- _Task to complete_:
Please state the number of lines in the material below that contain "HashMap", with no other words.

------------------------------

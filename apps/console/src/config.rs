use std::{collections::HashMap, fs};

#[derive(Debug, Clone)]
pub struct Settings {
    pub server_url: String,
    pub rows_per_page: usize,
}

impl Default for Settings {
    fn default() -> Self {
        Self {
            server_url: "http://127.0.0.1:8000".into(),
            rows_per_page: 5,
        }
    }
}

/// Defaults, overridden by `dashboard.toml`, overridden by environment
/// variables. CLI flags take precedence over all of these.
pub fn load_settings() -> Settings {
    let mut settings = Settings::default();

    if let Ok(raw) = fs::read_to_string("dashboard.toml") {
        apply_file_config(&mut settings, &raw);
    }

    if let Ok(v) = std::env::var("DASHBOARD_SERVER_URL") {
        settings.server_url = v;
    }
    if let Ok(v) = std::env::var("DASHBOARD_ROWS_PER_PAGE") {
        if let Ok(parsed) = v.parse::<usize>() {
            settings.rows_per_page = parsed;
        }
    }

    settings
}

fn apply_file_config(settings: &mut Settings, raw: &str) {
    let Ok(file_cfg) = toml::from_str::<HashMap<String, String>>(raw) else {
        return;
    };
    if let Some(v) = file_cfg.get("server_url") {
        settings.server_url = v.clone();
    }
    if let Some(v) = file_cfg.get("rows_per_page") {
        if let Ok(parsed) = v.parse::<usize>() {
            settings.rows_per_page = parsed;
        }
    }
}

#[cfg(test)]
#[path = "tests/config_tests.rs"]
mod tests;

------------------------------

- _Solution to this exercise_:
2